Freshwater resources, comprising river systems, groundwater and wetlands are among the more important natural resources. A series of measures for efficient use of water resources have been proposed in the draft NEP to protect them from depletion and pollution. The action plan envisages the mitigation of the impact of multi-purpose river valley projects on river flora and fauna, the compulsory installation of water saving closets and taps, enhancement of groundwater recharge, and creation of legally enforceable regulatory mechanisms for identified wetlands. The document also lists action plans for preserving mountain ecosystems and coastal resources and abating water, air, soil and noise pollution, besides the conservation of heritage sites.
ON the face of it, the policy prescriptions in the draft would appear unexceptionable. But environmental activists and close observers of the environment have critically examined it and pinpointed what they consider to be flaws.
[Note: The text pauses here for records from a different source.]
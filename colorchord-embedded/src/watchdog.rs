//! The 100 ms software watchdog.
//!
//! Runs independently of the processing task, in the same cooperative
//! context. Each firing:
//!
//! 1. forwards a [`TickKind::Timed`] tick to the service layer,
//! 2. turns a held boot button into deep sleep or restart,
//! 3. arms the sampling gate once the network has an address (one-shot),
//! 4. reports sample-ring overruns seen since the previous firing.

use embedded_hal::digital::InputPin;

use crate::control::{CommonServices, TickKind};
use crate::gate::SamplingTimer;
use crate::io::SampleSource;
use crate::power::{self, PowerAction, PowerControl};
use crate::scheduler::ProcContext;

/// One-shot flag that holds sampling off until the network is up.
///
/// Acquiring an address while the high-rate timer interrupt is active is
/// unstable on the target, so the first start waits for it.
#[derive(Debug, Clone, Copy, PartialEq, Eq, Default)]
pub struct DeferredStart {
    pending: bool,
}

impl DeferredStart {
    /// A flag that is already clear.
    pub const fn idle() -> Self {
        DeferredStart { pending: false }
    }

    /// A flag waiting for the network.
    pub const fn pending() -> Self {
        DeferredStart { pending: true }
    }

    pub fn is_pending(&self) -> bool {
        self.pending
    }

    /// Returns `true` exactly once: the first call made while pending with
    /// `network_ready` set. The flag stays clear afterwards.
    pub fn poll(&mut self, network_ready: bool) -> bool {
        if self.pending && network_ready {
            self.pending = false;
            true
        } else {
            false
        }
    }
}

/// What one watchdog firing did.
#[derive(Debug, Clone, Copy, PartialEq, Eq)]
pub struct WatchdogOutcome {
    pub power: PowerAction,
    /// The deferred start fired on this tick.
    pub deferred_start: bool,
}

/// Periodic housekeeping driven by a 100 ms platform timer.
pub struct WatchdogTimer<B> {
    button: B,
    seen_overruns: u32,
}

impl<B: InputPin> WatchdogTimer<B> {
    /// `button` reads low while the boot button is pressed.
    pub fn new(button: B) -> Self {
        WatchdogTimer {
            button,
            seen_overruns: 0,
        }
    }

    pub fn fire<C, T, S, P>(
        &mut self,
        ctx: &mut ProcContext,
        services: &mut C,
        timer: &mut T,
        source: &S,
        power: &mut P,
    ) -> WatchdogOutcome
    where
        C: CommonServices + ?Sized,
        T: SamplingTimer + ?Sized,
        S: SampleSource + ?Sized,
        P: PowerControl + ?Sized,
    {
        services.tick(TickKind::Timed);

        let pressed = match self.button.is_low() {
            Ok(low) => low,
            Err(e) => {
                log::warn!("boot button read failed: {:?}", e);
                false
            }
        };
        let action = power::boot_button_action(pressed, power.reset_cause());
        power::apply(action, power);

        let deferred_start = ctx.deferred.poll(services.has_ip());
        if deferred_start {
            let started = ctx.gate.arm(timer);
            log::info!("network up: sampling armed (timer started: {})", started);
        }

        let overruns = source.overruns();
        if overruns != self.seen_overruns {
            log::warn!(
                "sample ring overran: {} samples dropped since last tick",
                overruns.wrapping_sub(self.seen_overruns)
            );
            self.seen_overruns = overruns;
        }

        WatchdogOutcome {
            power: action,
            deferred_start,
        }
    }

    /// Release the button pin.
    pub fn free(self) -> B {
        self.button
    }
}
People's Democracy, the official organ of the Communist Party of India (Marxist), has described it as "basically skewed" and that the poor and the underprivileged have been ignored. But official sources point out that the objective of the policy is to ensure environmental protection, which directly contributes to poverty alleviation.
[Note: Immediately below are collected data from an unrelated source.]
//! # colorchord-embedded
//!
//! A `no_std`, zero-allocation control core for an audio-reactive LED
//! controller on a Wi-Fi microcontroller. Raw ADC samples arrive from a
//! sampling interrupt, are DC-filtered and gain-scaled, and every 128
//! samples the external note analysis renders a frame that is pushed to an
//! LED strip. A 100 ms watchdog handles power recovery and holds sampling
//! off until the network is up; a UDP side channel can write LEDs directly.
//!
//! ## Architecture
//!
//! | Layer | Module | Purpose |
//! |-------|--------|---------|
//! | Config | [`constants`] / [`config`] | Fixed parameters and runtime [`Settings`](config::Settings) |
//! | I/O | [`io`] | Lock-free ISR → task sample ring |
//! | DSP | [`dsp`] | DC-bias removal, gain, frame counting |
//! | Output | [`output`] | Analysis engine / LED driver seams, frame-complete path |
//! | Control | [`gate`] / [`scheduler`] / [`watchdog`] | Sampling gate, processing task, 100 ms housekeeping |
//! | Platform | [`control`] / [`power`] / [`boot`] | Service ticks, reset causes, startup |
//! | Network | [`net_override`] | Raw LED override over UDP (feature-gated) |
//!
//! ## Wiring
//!
//! ```ignore
//! use colorchord_embedded::prelude::*;
//!
//! static mut RING: SampleRing<RawSample, SAMPLE_RING_SLOTS> = SampleRing::new();
//!
//! let (mut producer, mut consumer) = unsafe { RING.split() };
//! // Sampling ISR:  producer.push(adc_read());
//!
//! let Booted { mut ctx, mut scheduler, .. } =
//!     boot(&mut sdk, &mut audio_pin, &mut udp, wifi_mode, &power, &mut hw_timer)
//!         .unwrap_or_else(|e| halt_forever(e, |s| uart.write_str(s)));
//!
//! // Task dispatcher:
//! let mut io = Io { source: &mut consumer, engine: &mut engine, leds: &mut strip,
//!                   timer: &mut hw_timer, services: &mut services };
//! scheduler.run_pending(&mut ctx, &settings, &mut io);
//!
//! // Every 100 ms:
//! watchdog.fire(&mut ctx, &mut services, &mut hw_timer, &consumer, &mut power);
//! ```
//!
//! ## Features
//!
//! | Feature | Default | Enables |
//! |---------|---------|---------|
//! | `net-override` | yes | UDP raw LED override |
//!
//! ## Audio parameters
//!
//! - **Frame size:** 128 samples ([`constants::FRAME_SAMPLES`])
//! - **Sample format:** `i16` raw ADC reading, `i32` after conditioning
//! - **Sample ring:** 512 slots ([`constants::SAMPLE_RING_SLOTS`])

#![no_std]

#[cfg(test)]
extern crate std;

pub mod constants;
pub mod config;
pub mod control;
pub mod io;
pub mod dsp;
pub mod output;
pub mod gate;
pub mod power;
pub mod watchdog;
pub mod scheduler;
pub mod boot;

#[cfg(feature = "net-override")]
pub mod net_override;

#[cfg(test)]
mod test_support;


/// Everything a platform port needs in one import.
pub mod prelude {
    pub use crate::boot::{boot, halt_forever, BootError, Booted, OverrideServer, PartitionMap, PartitionRegistrar, WifiMode};
    pub use crate::config::{LedDriverMode, OutputDriver, Settings};
    pub use crate::constants::*;
    pub use crate::control::{CommonServices, TickKind};
    pub use crate::dsp::SampleConditioner;
    pub use crate::gate::{GateState, ResourceGate, SamplingTimer};
    pub use crate::io::{Consumer, Producer, RawSample, SampleRing, SampleSource};
    #[cfg(feature = "net-override")]
    pub use crate::net_override::NetworkOverride;
    pub use crate::output::{AnalysisEngine, FrameOutput, LedDriver, SampleSink};
    pub use crate::power::{PowerAction, PowerControl, ResetCause, WakeRadio};
    pub use crate::scheduler::{Io, Iteration, ProcContext, TaskEvent, TaskScheduler};
    pub use crate::watchdog::{DeferredStart, WatchdogOutcome, WatchdogTimer};
}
"We have had consultations with State governments, including the States where Left parties are in power, and these States in particular have given overwhelming support to the draft", says Dr. Pradipto Ghosh, Secretary to the MoEF. According to him, the West Bengal government had extensive consultations within the State before conveying its views on the draft policy. "The Ministry posed to the West Bengal government the specific question whether it considers the policy anti-poor and the reply was that it was not anti-poor but is supportive of poverty alleviation", says Dr. Ghosh.
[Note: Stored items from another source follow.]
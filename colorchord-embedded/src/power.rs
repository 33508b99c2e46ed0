//! Reset-cause tracking and the boot-button sleep/restart decision.

use crate::constants::DEEP_SLEEP_MS;

/// Why the chip last came out of reset.
#[derive(Debug, Clone, Copy, PartialEq, Eq)]
pub enum ResetCause {
    PowerOn,
    HardwareWatchdog,
    Exception,
    SoftwareWatchdog,
    SoftwareRestart,
    DeepSleepWake,
    External,
    Unknown(u32),
}

impl ResetCause {
    /// Decode the SDK's numeric reset reason.
    pub const fn from_raw(raw: u32) -> Self {
        match raw {
            0 => ResetCause::PowerOn,
            1 => ResetCause::HardwareWatchdog,
            2 => ResetCause::Exception,
            3 => ResetCause::SoftwareWatchdog,
            4 => ResetCause::SoftwareRestart,
            5 => ResetCause::DeepSleepWake,
            6 => ResetCause::External,
            other => ResetCause::Unknown(other),
        }
    }
}

/// Radio state after waking from deep sleep.
#[derive(Debug, Clone, Copy, PartialEq, Eq)]
pub enum WakeRadio {
    /// Boot with the radio powered off entirely.
    Disabled,
    /// Boot with RF calibration and the radio on.
    Calibrated,
}

/// What the watchdog decided to do about the power state.
#[derive(Debug, Clone, Copy, PartialEq, Eq)]
pub enum PowerAction {
    None,
    DeepSleep { ms: u32, radio: WakeRadio },
    Restart,
}

/// Power management primitives of the platform.
///
/// On hardware `deep_sleep` and `restart` never return; test doubles may.
pub trait PowerControl {
    fn reset_cause(&self) -> ResetCause;

    /// Sleep for `ms` milliseconds, then reset with the given radio state.
    fn deep_sleep(&mut self, ms: u32, radio: WakeRadio);

    /// Full software restart.
    fn restart(&mut self);
}

/// Decide what a held boot button means.
///
/// The first press puts the chip into a short deep sleep with the radio off
/// on wake. If the button is still held when the chip wakes from that sleep,
/// a plain restart breaks what would otherwise be an endless sleep loop.
pub const fn boot_button_action(pressed: bool, cause: ResetCause) -> PowerAction {
    if !pressed {
        return PowerAction::None;
    }
    match cause {
        ResetCause::DeepSleepWake => PowerAction::Restart,
        _ => PowerAction::DeepSleep {
            ms: DEEP_SLEEP_MS,
            radio: WakeRadio::Disabled,
        },
    }
}

/// Carry out `action` on the platform.
pub fn apply<P: PowerControl + ?Sized>(action: PowerAction, power: &mut P) {
    match action {
        PowerAction::None => {}
        PowerAction::DeepSleep { ms, radio } => {
            log::info!("boot button held: deep sleep for {} ms, radio {:?} on wake", ms, radio);
            power.deep_sleep(ms, radio);
        }
        PowerAction::Restart => {
            log::info!("boot button still held after deep-sleep wake: restarting");
            power.restart();
        }
    }
}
Some critics have found a pronounced slant towards economic parameters in the draft. Official sources say that one of the main reasons for environmental degradation is that values have not been placed on natural resources and environmental resources are treated as free goods. To put an end to this notion, an economic valuation has to be made and people should be made to realise that those who want to use such resources have to pay for them. This would provide the people with appropriate incentives to modify their behaviour to conserve environmental resources. The "pollutor pays" principle comes from the notion of economic efficiency, which in turn implies that one should give proper valuation to all entities. The term "economic efficiency" has nothing to do with corporate profit, but refers to the maximisation of welfare across all members of society. It is made clear in the draft that there are limits to the application of this principle of economic efficiency, and that it would not be applied to entities with incomparable values, which would be conserved without cost considerations.
Yet another point of criticism is that the draft does not cater to the Indian ethos and follows the dictates of the World Bank. But the MoEF has categorically denied this. It has also pointed out that the draft takes into account the issues contained in the Common Minimum Programme of the present government.